**THE DATA:**
-.-.-

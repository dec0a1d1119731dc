//! Document database connection settings.
//!
//! Each value comes from a command-line flag, falling back to the
//! environment (a `.env` file is honoured):
//!
//! - `--url` / `MONGODB_URL` (or `MONGO_URL`) - connection string, required
//! - `--database` / `MONGODB_DATABASE` (or `MONGO_DATABASE`) - required
//! - `--collection` / `CATEGORIES_COLLECTION` - default `categories`

use clap::Args;

use crate::commands::MigrationError;

/// Collection holding categories when nothing else is configured.
pub const DEFAULT_COLLECTION: &str = "categories";

/// Connection flags shared by every database command.
#[derive(Debug, Clone, Default, Args)]
pub struct MongoArgs {
    /// Connection string (overrides `MONGODB_URL`)
    #[arg(long)]
    pub url: Option<String>,

    /// Database name (overrides `MONGODB_DATABASE`)
    #[arg(long)]
    pub database: Option<String>,

    /// Categories collection name (overrides `CATEGORIES_COLLECTION`)
    #[arg(long)]
    pub collection: Option<String>,
}

/// Resolved connection settings.
#[derive(Clone)]
pub struct MongoSettings {
    pub url: String,
    pub database: String,
    pub collection: String,
}

// Connection strings may embed credentials.
impl std::fmt::Debug for MongoSettings {
    fn fmt(&self, f: &mut std::fmt::Formatter<'_>) -> std::fmt::Result {
        f.debug_struct("MongoSettings")
            .field("url", &"[REDACTED]")
            .field("database", &self.database)
            .field("collection", &self.collection)
            .finish()
    }
}

impl MongoSettings {
    /// Resolve settings from flags and the process environment.
    ///
    /// # Errors
    ///
    /// Returns `MigrationError::MissingConfig` if the URL or database is unset.
    pub fn resolve(args: MongoArgs) -> Result<Self, MigrationError> {
        let _ = dotenvy::dotenv();
        Self::resolve_with(args, |key| std::env::var(key).ok())
    }

    /// Resolve settings using `lookup` in place of the environment.
    ///
    /// # Errors
    ///
    /// Returns `MigrationError::MissingConfig` if the URL or database is unset.
    pub fn resolve_with(
        args: MongoArgs,
        lookup: impl Fn(&str) -> Option<String>,
    ) -> Result<Self, MigrationError> {
        let env = |keys: &[&str]| {
            keys.iter()
                .find_map(|key| lookup(key).filter(|v| !v.trim().is_empty()))
        };

        let url = args
            .url
            .or_else(|| env(&["MONGODB_URL", "MONGO_URL"]))
            .ok_or(MigrationError::MissingConfig("MONGODB_URL"))?;
        let database = args
            .database
            .or_else(|| env(&["MONGODB_DATABASE", "MONGO_DATABASE"]))
            .ok_or(MigrationError::MissingConfig("MONGODB_DATABASE"))?;
        let collection = args
            .collection
            .or_else(|| env(&["CATEGORIES_COLLECTION"]))
            .unwrap_or_else(|| DEFAULT_COLLECTION.to_string());

        Ok(Self {
            url,
            database,
            collection,
        })
    }
}

#[cfg(test)]
#[allow(clippy::unwrap_used)]
mod tests {
    use std::collections::HashMap;

    use super::*;

    fn lookup(vars: &[(&str, &str)]) -> impl Fn(&str) -> Option<String> {
        let vars: HashMap<String, String> = vars
            .iter()
            .map(|(k, v)| ((*k).to_string(), (*v).to_string()))
            .collect();
        move |key| vars.get(key).cloned()
    }

    #[test]
    fn test_env_fallbacks_and_default_collection() {
        let settings = MongoSettings::resolve_with(
            MongoArgs::default(),
            lookup(&[("MONGO_URL", "mongodb://db:27017"), ("MONGO_DATABASE", "tiles")]),
        )
        .unwrap();
        assert_eq!(settings.url, "mongodb://db:27017");
        assert_eq!(settings.database, "tiles");
        assert_eq!(settings.collection, DEFAULT_COLLECTION);
    }

    #[test]
    fn test_flags_override_environment() {
        let args = MongoArgs {
            url: Some("mongodb://flag:27017".to_string()),
            database: None,
            collection: Some("product_categories".to_string()),
        };
        let settings = MongoSettings::resolve_with(
            args,
            lookup(&[
                ("MONGODB_URL", "mongodb://env:27017"),
                ("MONGODB_DATABASE", "tiles"),
                ("CATEGORIES_COLLECTION", "ignored"),
            ]),
        )
        .unwrap();
        assert_eq!(settings.url, "mongodb://flag:27017");
        assert_eq!(settings.collection, "product_categories");
    }

    #[test]
    fn test_missing_url_is_reported() {
        let err = MongoSettings::resolve_with(MongoArgs::default(), lookup(&[])).unwrap_err();
        assert!(matches!(err, MigrationError::MissingConfig("MONGODB_URL")));
    }

    #[test]
    fn test_debug_redacts_url() {
        let settings = MongoSettings {
            url: "mongodb://user:hunter2@db".to_string(),
            database: "tiles".to_string(),
            collection: "categories".to_string(),
        };
        assert!(!format!("{settings:?}").contains("hunter2"));
    }
}
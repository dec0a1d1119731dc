//! Application state shared across handlers.

use std::sync::Arc;

use crate::backend::{BackendClient, BackendError};
use crate::config::AdminConfig;

/// Application state shared across all handlers.
///
/// Cheap to clone; wraps an `Arc`.
#[derive(Clone)]
pub struct AppState {
    inner: Arc<AppStateInner>,
}

struct AppStateInner {
    config: AdminConfig,
    backend: BackendClient,
}

impl AppState {
    /// Create application state and the backend client.
    ///
    /// # Errors
    ///
    /// Returns an error if the HTTP client cannot be built.
    pub fn new(config: AdminConfig) -> Result<Self, BackendError> {
        let backend = BackendClient::new(&config)?;
        Ok(Self {
            inner: Arc::new(AppStateInner { config, backend }),
        })
    }

    #[must_use]
    pub fn config(&self) -> &AdminConfig {
        &self.inner.config
    }

    #[must_use]
    pub fn backend(&self) -> &BackendClient {
        &self.inner.backend
    }
}
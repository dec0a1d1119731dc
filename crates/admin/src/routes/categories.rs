//! Category management handlers.

use axum::{
    Json,
    extract::{Path, State},
    http::StatusCode,
};
use tilestore_core::{Category, CategoryId};
use tracing::instrument;

use crate::backend::CategoryInput;
use crate::error::{AppError, Result};
use crate::middleware::RequireAdminToken;
use crate::state::AppState;

/// All categories, inactive included, in display order.
#[instrument(skip_all)]
pub async fn index(
    RequireAdminToken(token): RequireAdminToken,
    State(state): State<AppState>,
) -> Result<Json<Vec<Category>>> {
    let mut categories = state.backend().list_categories(&token).await?;
    categories.sort_by(Category::display_order);
    Ok(Json(categories))
}

/// Create a category. The slug is derived from the name when absent.
#[instrument(skip_all)]
pub async fn create(
    RequireAdminToken(token): RequireAdminToken,
    State(state): State<AppState>,
    Json(input): Json<CategoryInput>,
) -> Result<(StatusCode, Json<Category>)> {
    let input = input.normalize().map_err(AppError::BadRequest)?;
    let category = state.backend().create_category(&token, &input).await?;
    tracing::info!(category_id = %category.id, slug = %category.slug, "Category created");
    Ok((StatusCode::CREATED, Json(category)))
}

/// Replace a category.
#[instrument(skip(token, state, input))]
pub async fn update(
    RequireAdminToken(token): RequireAdminToken,
    State(state): State<AppState>,
    Path(id): Path<CategoryId>,
    Json(input): Json<CategoryInput>,
) -> Result<Json<Category>> {
    let input = input.normalize().map_err(AppError::BadRequest)?;
    if input.parent.as_ref() == Some(&id) {
        return Err(AppError::BadRequest(
            "a category cannot be its own parent".to_string(),
        ));
    }
    Ok(Json(state.backend().update_category(&token, &id, &input).await?))
}

/// Delete a category.
#[instrument(skip(token, state))]
pub async fn destroy(
    RequireAdminToken(token): RequireAdminToken,
    State(state): State<AppState>,
    Path(id): Path<CategoryId>,
) -> Result<StatusCode> {
    state.backend().delete_category(&token, &id).await?;
    Ok(StatusCode::NO_CONTENT)
}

-.-.-

**TASK STATEMENT:** Reproduce each line of the material in which the string "instrument" occurs.

**FINISHED TASK:**
use tracing::instrument;
#[instrument(skip_all)]
#[instrument(skip_all)]
#[instrument(skip(token, state, input))]
#[instrument(skip(token, state))]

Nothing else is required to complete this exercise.